Frequently Asked Questions

Common clinical questions about JALYN vs ATMEKSI, answered by our medical review team.

1. What is the main difference between JALYN and ATMEKSI?

JALYN is a 5-Alpha Reductase Inhibitor/Alpha-1 Blocker Combination that works by Jalyn is a combination of dutasteride, a 5α-reductase inhibitor that inhibits the conversion of testosterone to dihydrotestosterone (DHT), and tamsulosin, an α1-adrenoceptor antagonist that relaxes smooth muscle in the prostate and bladder neck.. ATMEKSI is a PDE5 Inhibitor that works by ATMEKSI (atazanavir/cobicistat) is a fixed-dose combination of atazanavir, an HIV-1 protease inhibitor that inhibits viral protease, preventing cleavage of viral polyproteins and resulting in immature non-infectious virions, and cobicistat, a pharmacokinetic enhancer that inhibits CYP3A, increasing atazanavir exposure.. They differ in pharmacokinetic profiles, FDA-approved indications, and side effect profiles.

2. Which is stronger: JALYN or ATMEKSI?

Potency comparisons between JALYN and ATMEKSI depend on the specific clinical indication.
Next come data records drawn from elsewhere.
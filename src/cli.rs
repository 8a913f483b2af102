use std::path::{Path, PathBuf};

use chrono::Utc;
use clap::{Parser, Subcommand};
use flexi_logger::{Logger, LoggerHandle};
use log::{info, warn};

use crate::actions::{self, FsDeleter};
use crate::compare;
use crate::config::{CacheBackend, Config};
use crate::cross_seed;
use crate::database::Database;
use crate::error::OrphanSweepError;
use crate::hash_cache::{HashCache, JsonHashCache, SqliteHashCache};
use crate::orphans;
use crate::remote::{RemoteLister, SnapshotLister};
use crate::reports::{self, LogNotifier, Notifier};
use crate::retention;
use crate::scanner::{FolderScan, ScanPolicy, Scanner};
use crate::utils::Utils;

#[derive(Parser)]
#[command(
    name = "orphansweep",
    version,
    about = "Reconciles a torrent client's view of its download folder against the folder itself and a media library"
)]
pub struct Cli {
    /// Configuration file (default: platform data directory)
    #[arg(long = "config", short = 'c', global = true)]
    pub config: Option<PathBuf>,

    #[command(subcommand)]
    pub command: Command,
}

#[derive(Subcommand)]
pub enum Command {
    /// Run one full reconciliation pass and record the results
    Scan {
        /// Skip the media folder (orphan detection only)
        #[arg(long = "skip-media", default_value_t = false)]
        skip_media: bool,

        /// Suppress progress bars (for cron use)
        #[arg(long = "no-progress", default_value_t = false)]
        no_progress: bool,

        /// Delete every active torrent-folder orphan from disk instead of
        /// marking eligible ones
        #[arg(long = "force", default_value_t = false)]
        force: bool,

        /// Execute due pending actions after the scan
        #[arg(long = "execute-actions", default_value_t = false)]
        execute_actions: bool,

        /// Preview retention and pending-action decisions without mutating
        /// anything
        #[arg(long = "dry-run", conflicts_with = "force", default_value_t = false)]
        dry_run: bool,
    },

    /// Print a scan's report (latest by default)
    Report {
        /// Report on a specific scan id
        #[arg(long = "id", short = 'i')]
        id: Option<i64>,
    },

    /// Show recent scans with per-source counts
    History {
        /// Number of scans to show
        #[arg(long = "count", short = 'n', default_value_t = 10)]
        count: usize,
    },

    /// List open pending actions
    Actions,

    /// Drop hash-cache entries whose file no longer exists
    #[command(name = "clean-cache")]
    CleanCache,
}

impl Cli {
    pub fn handle_command_line() -> Result<(), OrphanSweepError> {
        let args = Cli::parse();

        let config = Config::load(args.config.as_deref())?;
        let _logger = init_logging(&config)?;

        match args.command {
            Command::Scan {
                skip_media,
                no_progress,
                force,
                execute_actions,
                dry_run,
            } => run_scan(&config, skip_media, no_progress, force, execute_actions, dry_run),
            Command::Report { id } => run_report(&config, id),
            Command::History { count } => run_history(&config, count),
            Command::Actions => run_actions(&config),
            Command::CleanCache => run_clean_cache(&config),
        }
    }
}

/// RUST_LOG overrides the configured level when set.
fn init_logging(config: &Config) -> Result<LoggerHandle, OrphanSweepError> {
    Logger::try_with_env_or_str(&config.logging.level)
        .map_err(|e| OrphanSweepError::Error(format!("Failed to configure logging: {}", e)))?
        .start()
        .map_err(|e| OrphanSweepError::Error(format!("Failed to start logging: {}", e)))
}

fn open_database(config: &Config) -> Result<Database, OrphanSweepError> {
    let db = Database::connect(&config.database.path)?;
    db.ensure_views(&config.retention, &config.remote.autoremove_label)?;
    Ok(db)
}

fn scan_folders(
    config: &Config,
    db: &Database,
    skip_media: bool,
    no_progress: bool,
) -> Result<(FolderScan, Option<FolderScan>), OrphanSweepError> {
    let policy = ScanPolicy::from_config(&config.scan);
    let flush_interval = config.scan.cache_flush_interval;

    let mut sqlite_cache;
    let mut json_cache;
    let cache: &mut dyn HashCache = match config.scan.cache_backend() {
        CacheBackend::Sqlite => {
            sqlite_cache = SqliteHashCache::new(db.conn(), flush_interval);
            &mut sqlite_cache
        }
        CacheBackend::Json => {
            json_cache = JsonHashCache::new(flush_interval);
            &mut json_cache
        }
    };

    let mut scanner = Scanner::new(policy, cache, !no_progress);
    let torrent_scan = scanner.scan_folder(&config.folders.torrent_folder)?;
    let media_scan = if skip_media {
        info!("Skipping media folder");
        None
    } else {
        Some(scanner.scan_folder(&config.folders.media_folder)?)
    };

    Ok((torrent_scan, media_scan))
}

fn run_scan(
    config: &Config,
    skip_media: bool,
    no_progress: bool,
    force: bool,
    execute_actions: bool,
    dry_run: bool,
) -> Result<(), OrphanSweepError> {
    // Remote listing comes first: if the daemon export is unreadable the
    // run must abort before any lifecycle mutation.
    let mut lister = SnapshotLister::load(
        &config.remote.snapshot_file,
        &config.remote.base_folder,
    )?;
    let listing = lister.list()?;

    let mut db = open_database(config)?;

    let scan_start = Utils::now_db_timestamp();
    let (torrent_scan, media_scan) = scan_folders(config, &db, skip_media, no_progress)?;
    let scan_end = Utils::now_db_timestamp();

    let policy = ScanPolicy::from_config(&config.scan);
    let outcome = compare::compare(
        &listing.files,
        &listing.labels,
        &listing.torrent_ids,
        &torrent_scan,
        media_scan.as_ref(),
        &policy,
    );

    let scan_id = match orphans::save_scan_results(
        &mut db,
        &config.remote.host,
        &config.folders.torrent_folder.to_string_lossy(),
        &scan_start,
        &scan_end,
        &outcome,
    ) {
        Ok(scan_id) => scan_id,
        Err(e) => {
            // Sentinel id 0 marks a failed run for the caller.
            eprintln!("Scan failed (scan id 0): {}", e);
            return Err(e);
        }
    };

    if force {
        let summary = retention::delete_active(&db, &config.folders.torrent_folder)?;
        println!(
            "Force deletion: {} deleted, {} already missing, {} refused",
            summary.deleted.len(),
            summary.already_missing.len(),
            summary.refused.len()
        );
    } else {
        let eligible = retention::mark_eligible(&db)?;
        if !eligible.is_empty() {
            println!("{} file(s) marked for deletion", eligible.len());
        }
    }

    let now = Utc::now();
    // Autoremove candidates are drawn from the torrents/media hash diff,
    // which a media-skipping run never produces.
    let planned = if skip_media {
        Vec::new()
    } else {
        let candidates = cross_seed::autoremove_candidates(&db)?;
        cross_seed::plan_relabels(&candidates, &lister.all_torrents()?)
    };
    if dry_run {
        for relabel in &planned {
            info!(
                "[dry run] would relabel torrent {} ({}) to '{}'",
                relabel.torrent_id, relabel.file_path, config.remote.autoremove_label
            );
        }
    } else if !planned.is_empty() {
        cross_seed::register_relabels(
            &db,
            &planned,
            &config.remote.autoremove_label,
            config.retention.relabel_delay_days,
            scan_id,
            now,
        )?;
    }

    if execute_actions || dry_run {
        let mut deleter = FsDeleter::new(&config.folders.torrent_folder)?;
        let summary =
            actions::execute_due(&db, &mut lister, &mut deleter, scan_id, dry_run, now)?;
        println!(
            "Pending actions: {} completed, {} cancelled, {} retried, {} previewed",
            summary.completed, summary.cancelled, summary.retried, summary.previewed
        );
    }

    if let Some(report) = reports::latest_scan_report(&db)? {
        LogNotifier.notify(&report)?;
        if let Some(path) = &config.reports.file {
            reports::FileNotifier::new(path.clone()).notify(&report)?;
        }
    }
    println!(
        "Scan {} complete: {} orphaned in torrent folder, {} only in torrents, {} only in media",
        scan_id,
        outcome.orphaned_in_torrent_folder.len(),
        outcome.only_in_torrents.len(),
        outcome.only_in_media.len()
    );

    Ok(())
}

fn run_report(config: &Config, id: Option<i64>) -> Result<(), OrphanSweepError> {
    let db = open_database(config)?;
    match reports::scan_report(&db, id)? {
        Some(report) => println!("{}", report),
        None => match id {
            Some(id) => println!("No scan with id {}.", id),
            None => println!("No scans recorded yet."),
        },
    }
    Ok(())
}

fn run_history(config: &Config, count: usize) -> Result<(), OrphanSweepError> {
    let db = open_database(config)?;
    print!("{}", reports::scan_history(&db, count)?);
    Ok(())
}

fn run_actions(config: &Config) -> Result<(), OrphanSweepError> {
    let db = open_database(config)?;
    print!("{}", reports::pending_actions_report(&db)?);
    Ok(())
}

fn run_clean_cache(config: &Config) -> Result<(), OrphanSweepError> {
    let db = open_database(config)?;
    let folders: [&Path; 2] = [&config.folders.torrent_folder, &config.folders.media_folder];

    let mut removed = 0;
    match config.scan.cache_backend() {
        CacheBackend::Sqlite => {
            let mut cache = SqliteHashCache::new(db.conn(), config.scan.cache_flush_interval);
            for folder in folders {
                removed += cache.clean(folder)?;
            }
        }
        CacheBackend::Json => {
            let mut cache = JsonHashCache::new(config.scan.cache_flush_interval);
            for folder in folders {
                removed += cache.clean(folder)?;
            }
        }
    }
    if removed == 0 {
        warn!("No stale cache entries found");
    }
    println!("Removed {} stale cache entries", removed);
    Ok(())
}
These are agents from distinct pharmacological classes and are not directly interchangeable by dose. A physician or clinical pharmacist should guide any therapeutic switching decisions.

3. What is the standard dosing for JALYN vs ATMEKSI?

The standard adult dose of JALYN is: 1 capsule (0.5 mg dutasteride/0.4 mg tamsulosin) orally once daily, 30 minutes after the same meal each day.. The standard adult dose of ATMEKSI is: 1.5 mg/kg IV every 4 weeks. Dosing should always be individualized based on indication, renal and hepatic function, age, and other patient factors.

4. Can you take JALYN and ATMEKSI together?

No direct drug-drug interaction has been formally documented between JALYN and ATMEKSI in current clinical databases. However, individual patient risk factors including other medications, organ function, and comorbidities should always be evaluated by a qualified healthcare provider.

5. Are JALYN and ATMEKSI safe during pregnancy?

The maternal-fetal safety profiles differ. JALYN is classified as Category C. JALYN (dutasteride/tamsulosin) is contraindicated in pregnancy. Dutasteride is a 5-alpha-reductase inhibitor that can inhibit dihydrotestosterone formation, potentially causing abn. ATMEKSI is classified as Category C. First trimester: Limited human data; animal studies show no teratogenicity at therapeutic doses. Second and third trimesters: No known fetal risks. Avoid use during organogenesis u. Always consult a maternal-fetal medicine specialist before taking either drug during pregnancy or lactation.